• [Task description] Transcribe the data that follows. Match it character for character.

• [Data in this exercise]
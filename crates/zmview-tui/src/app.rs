//! Application state for the zmview TUI.
//!
//! The `App` struct owns the API client, the login form, and whatever the
//! current screen is displaying. Operations await sequentially on the main
//! task; the UI never mutates session state directly, it goes through the
//! client.

use anyhow::Result;
use tracing::{error, info};

use zmview_core::api::{ApiError, ZmClient};
use zmview_core::auth::Credentials;
use zmview_core::models::Monitor;
use zmview_core::storage::FileStorage;

use crate::config::Config;

// ============================================================================
// Constants
// ============================================================================

/// Maximum length for the host field. Covers a hostname plus optional port.
pub const MAX_HOST_LENGTH: usize = 80;

/// Maximum length for the user field.
pub const MAX_USER_LENGTH: usize = 50;

/// Maximum length for the password field.
/// 128 chars accommodates password managers and passphrases.
pub const MAX_PASSWORD_LENGTH: usize = 128;

// ============================================================================
// UI State Types
// ============================================================================

/// Which screen fills the frame
#[derive(Debug, Clone, Copy, PartialEq, Eq)]
pub enum Screen {
    Login,
    Monitors,
    Stream,
}

/// Overall application state
#[derive(Debug, Clone, Copy, PartialEq, Eq)]
pub enum AppState {
    Normal,
    ConfirmingLogout,
    Quitting,
}

/// Login form focus state
#[derive(Debug, Clone, Copy, PartialEq, Eq)]
pub enum LoginFocus {
    Host,
    User,
    Password,
    Button,
}

impl LoginFocus {
    pub fn next(&self) -> Self {
        match self {
            LoginFocus::Host => LoginFocus::User,
            LoginFocus::User => LoginFocus::Password,
            LoginFocus::Password => LoginFocus::Button,
            LoginFocus::Button => LoginFocus::Host,
        }
    }

    pub fn prev(&self) -> Self {
        match self {
            LoginFocus::Host => LoginFocus::Button,
            LoginFocus::User => LoginFocus::Host,
            LoginFocus::Password => LoginFocus::User,
            LoginFocus::Button => LoginFocus::Password,
        }
    }
}

pub fn can_add_host_char(len: usize, c: char) -> bool {
    len < MAX_HOST_LENGTH && !c.is_whitespace() && !c.is_control()
}

pub fn can_add_user_char(len: usize, c: char) -> bool {
    len < MAX_USER_LENGTH && !c.is_control()
}

pub fn can_add_password_char(len: usize, c: char) -> bool {
    len < MAX_PASSWORD_LENGTH && !c.is_control()
}

// ============================================================================
// App
// ============================================================================

pub struct App {
    pub client: ZmClient<FileStorage>,
    pub config: Config,
    pub screen: Screen,
    pub state: AppState,

    // Login form
    pub login_host: String,
    pub login_user: String,
    pub login_password: String,
    pub login_focus: LoginFocus,
    pub login_error: Option<String>,

    // Monitor list
    pub monitors: Vec<Monitor>,
    pub selected: usize,
    pub status: Option<String>,

    // Stream view
    pub stream_monitor: Option<Monitor>,
    pub stream_url: Option<String>,
}

impl App {
    pub fn new() -> Result<Self> {
        let config = Config::load()?;
        let storage = FileStorage::new(Config::session_dir()?)?;
        let client = ZmClient::new(storage)?;

        let login_host = config.last_host.clone().unwrap_or_default();
        let login_user = config.last_user.clone().unwrap_or_default();

        Ok(Self {
            client,
            config,
            screen: Screen::Login,
            state: AppState::Normal,
            login_host,
            login_user,
            login_password: String::new(),
            login_focus: LoginFocus::Host,
            login_error: None,
            monitors: Vec::new(),
            selected: 0,
            status: None,
            stream_monitor: None,
            stream_url: None,
        })
    }

    /// Pick the startup screen: reuse the stored session when it still
    /// verifies, otherwise fall to the login form.
    pub async fn startup(&mut self) {
        match self.client.ensure_connected().await {
            Ok(true) => {
                self.screen = Screen::Monitors;
                self.refresh_monitors().await;
            }
            Ok(false) => {
                self.screen = Screen::Login;
            }
            Err(e) => {
                self.screen = Screen::Login;
                self.login_error = Some(e.to_string());
            }
        }
    }

    pub async fn attempt_login(&mut self) {
        self.login_error = None;
        if self.login_host.trim().is_empty() || self.login_user.is_empty() {
            self.login_error = Some("Host and user are required".to_string());
            return;
        }

        let credentials =
            Credentials::new(&self.login_host, &self.login_user, &self.login_password);
        match self.client.login(credentials).await {
            Ok(()) => {
                self.config.last_host = Some(self.login_host.trim().to_string());
                self.config.last_user = Some(self.login_user.clone());
                if let Err(e) = self.config.save() {
                    error!(error = %e, "failed to save config");
                }
                self.login_password.clear();
                self.screen = Screen::Monitors;
                self.refresh_monitors().await;
            }
            Err(e) => {
                self.login_error = Some(e.to_string());
            }
        }
    }

    /// Re-fetch the monitor list. When refresh and re-login are both
    /// exhausted the session is gone, so drop back to the login form.
    pub async fn refresh_monitors(&mut self) {
        match self.client.list_monitors().await {
            Ok(monitors) => {
                if self.selected >= monitors.len() {
                    self.selected = monitors.len().saturating_sub(1);
                }
                self.monitors = monitors;
                self.status = None;
            }
            Err(
                e @ (ApiError::ExpiredToken(_)
                | ApiError::Authentication(_)
                | ApiError::NotConnected),
            ) => {
                info!(error = %e, "session expired, returning to login");
                self.login_error = Some(e.to_string());
                self.screen = Screen::Login;
            }
            Err(e) => {
                self.status = Some(e.to_string());
            }
        }
    }

    pub fn select_next(&mut self) {
        if !self.monitors.is_empty() && self.selected + 1 < self.monitors.len() {
            self.selected += 1;
        }
    }

    pub fn select_prev(&mut self) {
        self.selected = self.selected.saturating_sub(1);
    }

    /// Open the stream view for the selected monitor.
    pub fn open_selected(&mut self) {
        let Some(monitor) = self.monitors.get(self.selected).cloned() else {
            return;
        };
        match self.client.stream_url(&monitor.id) {
            Ok(url) => {
                self.stream_monitor = Some(monitor);
                self.stream_url = Some(url);
                self.screen = Screen::Stream;
            }
            Err(e) => {
                self.status = Some(e.to_string());
            }
        }
    }

    pub fn close_stream(&mut self) {
        self.stream_monitor = None;
        self.stream_url = None;
        self.screen = Screen::Monitors;
    }

    /// Log out, wiping persisted session data, and return to the login
    /// form with the host/user prefilled for convenience.
    pub fn logout(&mut self) {
        if let Err(e) = self.client.logout() {
            error!(error = %e, "failed to clear session");
        }
        self.monitors.clear();
        self.selected = 0;
        self.login_password.clear();
        self.login_error = None;
        self.status = None;
        self.stream_monitor = None;
        self.stream_url = None;
        self.login_focus = LoginFocus::Host;
        self.screen = Screen::Login;
        self.state = AppState::Normal;
    }
}

#[cfg(test)]
mod tests {
    use super::*;

    #[test]
    fn test_login_focus_cycles() {
        let mut focus = LoginFocus::Host;
        for _ in 0..4 {
            focus = focus.next();
        }
        assert_eq!(focus, LoginFocus::Host);

        assert_eq!(LoginFocus::Host.prev(), LoginFocus::Button);
        assert_eq!(LoginFocus::Button.next(), LoginFocus::Host);
    }

    #[test]
    fn test_input_length_caps() {
        assert!(can_add_host_char(0, 'a'));
        assert!(!can_add_host_char(MAX_HOST_LENGTH, 'a'));
        assert!(!can_add_host_char(0, ' '));
        assert!(can_add_user_char(0, ' '));
        assert!(!can_add_user_char(MAX_USER_LENGTH, 'a'));
        assert!(can_add_password_char(0, '#'));
        assert!(!can_add_password_char(MAX_PASSWORD_LENGTH, 'x'));
        assert!(!can_add_password_char(0, '\t'));
    }
}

• [Answer to this task]
filename crates/zmview-tui/src/app.rs
//! Application state for the zmview TUI.
//!
//! The `App` struct owns the API client, the login form, and whatever the
//! current screen is displaying. Operations await sequentially on the main
//! task; the UI never mutates session state directly, it goes through the
//! client.

use anyhow::Result;
use tracing::{error, info};

use zmview_core::api::{ApiError, ZmClient};
use zmview_core::auth::Credentials;
use zmview_core::models::Monitor;
use zmview_core::storage::FileStorage;

use crate::config::Config;

// ============================================================================
// Constants
// ============================================================================

/// Maximum length for the host field. Covers a hostname plus optional port.
pub const MAX_HOST_LENGTH: usize = 80;

/// Maximum length for the user field.
pub const MAX_USER_LENGTH: usize = 50;

/// Maximum length for the password field.
/// 128 chars accommodates password managers and passphrases.
pub const MAX_PASSWORD_LENGTH: usize = 128;

// ============================================================================
// UI State Types
// ============================================================================

/// Which screen fills the frame
#[derive(Debug, Clone, Copy, PartialEq, Eq)]
pub enum Screen {
    Login,
    Monitors,
    Stream,
}

/// Overall application state
#[derive(Debug, Clone, Copy, PartialEq, Eq)]
pub enum AppState {
    Normal,
    ConfirmingLogout,
    Quitting,
}

/// Login form focus state
#[derive(Debug, Clone, Copy, PartialEq, Eq)]
pub enum LoginFocus {
    Host,
    User,
    Password,
    Button,
}

impl LoginFocus {
    pub fn next(&self) -> Self {
        match self {
            LoginFocus::Host => LoginFocus::User,
            LoginFocus::User => LoginFocus::Password,
            LoginFocus::Password => LoginFocus::Button,
            LoginFocus::Button => LoginFocus::Host,
        }
    }

    pub fn prev(&self) -> Self {
        match self {
            LoginFocus::Host => LoginFocus::Button,
            LoginFocus::User => LoginFocus::Host,
            LoginFocus::Password => LoginFocus::User,
            LoginFocus::Button => LoginFocus::Password,
        }
    }
}

pub fn can_add_host_char(len: usize, c: char) -> bool {
    len < MAX_HOST_LENGTH && !c.is_whitespace() && !c.is_control()
}

pub fn can_add_user_char(len: usize, c: char) -> bool {
    len < MAX_USER_LENGTH && !c.is_control()
}

pub fn can_add_password_char(len: usize, c: char) -> bool {
    len < MAX_PASSWORD_LENGTH && !c.is_control()
}

// ============================================================================
// App
// ============================================================================

pub struct App {
    pub client: ZmClient<FileStorage>,
    pub config: Config,
    pub screen: Screen,
    pub state: AppState,

    // Login form
    pub login_host: String,
    pub login_user: String,
    pub login_password: String,
    pub login_focus: LoginFocus,
    pub login_error: Option<String>,

    // Monitor list
    pub monitors: Vec<Monitor>,
    pub selected: usize,
    pub status: Option<String>,

    // Stream view
    pub stream_monitor: Option<Monitor>,
    pub stream_url: Option<String>,
}

impl App {
    pub fn new() -> Result<Self> {
        let config = Config::load()?;
        let storage = FileStorage::new(Config::session_dir()?)?;
        let client = ZmClient::new(storage)?;

        let login_host = config.last_host.clone().unwrap_or_default();
        let login_user = config.last_user.clone().unwrap_or_default();

        Ok(Self {
            client,
            config,
            screen: Screen::Login,
            state: AppState::Normal,
            login_host,
            login_user,
            login_password: String::new(),
            login_focus: LoginFocus::Host,
            login_error: None,
            monitors: Vec::new(),
            selected: 0,
            status: None,
            stream_monitor: None,
            stream_url: None,
        })
    }

    /// Pick the startup screen: reuse the stored session when it still
    /// verifies, otherwise fall to the login form.
    pub async fn startup(&mut self) {
        match self.client.ensure_connected().await {
            Ok(true) => {
                self.screen = Screen::Monitors;
                self.refresh_monitors().await;
            }
            Ok(false) => {
                self.screen = Screen::Login;
            }
            Err(e) => {
                self.screen = Screen::Login;
                self.login_error = Some(e.to_string());
            }
        }
    }

    pub async fn attempt_login(&mut self) {
        self.login_error = None;
        if self.login_host.trim().is_empty() || self.login_user.is_empty() {
            self.login_error = Some("Host and user are required".to_string());
            return;
        }

        let credentials =
            Credentials::new(&self.login_host, &self.login_user, &self.login_password);
        match self.client.login(credentials).await {
            Ok(()) => {
                self.config.last_host = Some(self.login_host.trim().to_string());
                self.config.last_user = Some(self.login_user.clone());
                if let Err(e) = self.config.save() {
                    error!(error = %e, "failed to save config");
                }
                self.login_password.clear();
                self.screen = Screen::Monitors;
                self.refresh_monitors().await;
            }
            Err(e) => {
                self.login_error = Some(e.to_string());
            }
        }
    }

    /// Re-fetch the monitor list. When refresh and re-login are both
    /// exhausted the session is gone, so drop back to the login form.
    pub async fn refresh_monitors(&mut self) {
        match self.client.list_monitors().await {
            Ok(monitors) => {
                if self.selected >= monitors.len() {
                    self.selected = monitors.len().saturating_sub(1);
                }
                self.monitors = monitors;
                self.status = None;
            }
            Err(
                e @ (ApiError::ExpiredToken(_)
                | ApiError::Authentication(_)
                | ApiError::NotConnected),
            ) => {
                info!(error = %e, "session expired, returning to login");
                self.login_error = Some(e.to_string());
                self.screen = Screen::Login;
            }
            Err(e) => {
                self.status = Some(e.to_string());
            }
        }
    }

    pub fn select_next(&mut self) {
        if !self.monitors.is_empty() && self.selected + 1 < self.monitors.len() {
            self.selected += 1;
        }
    }

    pub fn select_prev(&mut self) {
        self.selected = self.selected.saturating_sub(1);
    }

    /// Open the stream view for the selected monitor.
    pub fn open_selected(&mut self) {
        let Some(monitor) = self.monitors.get(self.selected).cloned() else {
            return;
        };
        match self.client.stream_url(&monitor.id) {
            Ok(url) => {
                self.stream_monitor = Some(monitor);
                self.stream_url = Some(url);
                self.screen = Screen::Stream;
            }
            Err(e) => {
                self.status = Some(e.to_string());
            }
        }
    }

    pub fn close_stream(&mut self) {
        self.stream_monitor = None;
        self.stream_url = None;
        self.screen = Screen::Monitors;
    }

    /// Log out, wiping persisted session data, and return to the login
    /// form with the host/user prefilled for convenience.
    pub fn logout(&mut self) {
        if let Err(e) = self.client.logout() {
            error!(error = %e, "failed to clear session");
        }
        self.monitors.clear();
        self.selected = 0;
        self.login_password.clear();
        self.login_error = None;
        self.status = None;
        self.stream_monitor = None;
        self.stream_url = None;
        self.login_focus = LoginFocus::Host;
        self.screen = Screen::Login;
        self.state = AppState::Normal;
    }
}

#[cfg(test)]
mod tests {
    use super::*;

    #[test]
    fn test_login_focus_cycles() {
        let mut focus = LoginFocus::Host;
        for _ in 0..4 {
            focus = focus.next();
        }
        assert_eq!(focus, LoginFocus::Host);

        assert_eq!(LoginFocus::Host.prev(), LoginFocus::Button);
        assert_eq!(LoginFocus::Button.next(), LoginFocus::Host);
    }

    #[test]
    fn test_input_length_caps() {
        assert!(can_add_host_char(0, 'a'));
        assert!(!can_add_host_char(MAX_HOST_LENGTH, 'a'));
        assert!(!can_add_host_char(0, ' '));
        assert!(can_add_user_char(0, ' '));
        assert!(!can_add_user_char(MAX_USER_LENGTH, 'a'));
        assert!(can_add_password_char(0, '#'));
        assert!(!can_add_password_char(MAX_PASSWORD_LENGTH, 'x'));
        assert!(!can_add_password_char(0, '\t'));
    }
}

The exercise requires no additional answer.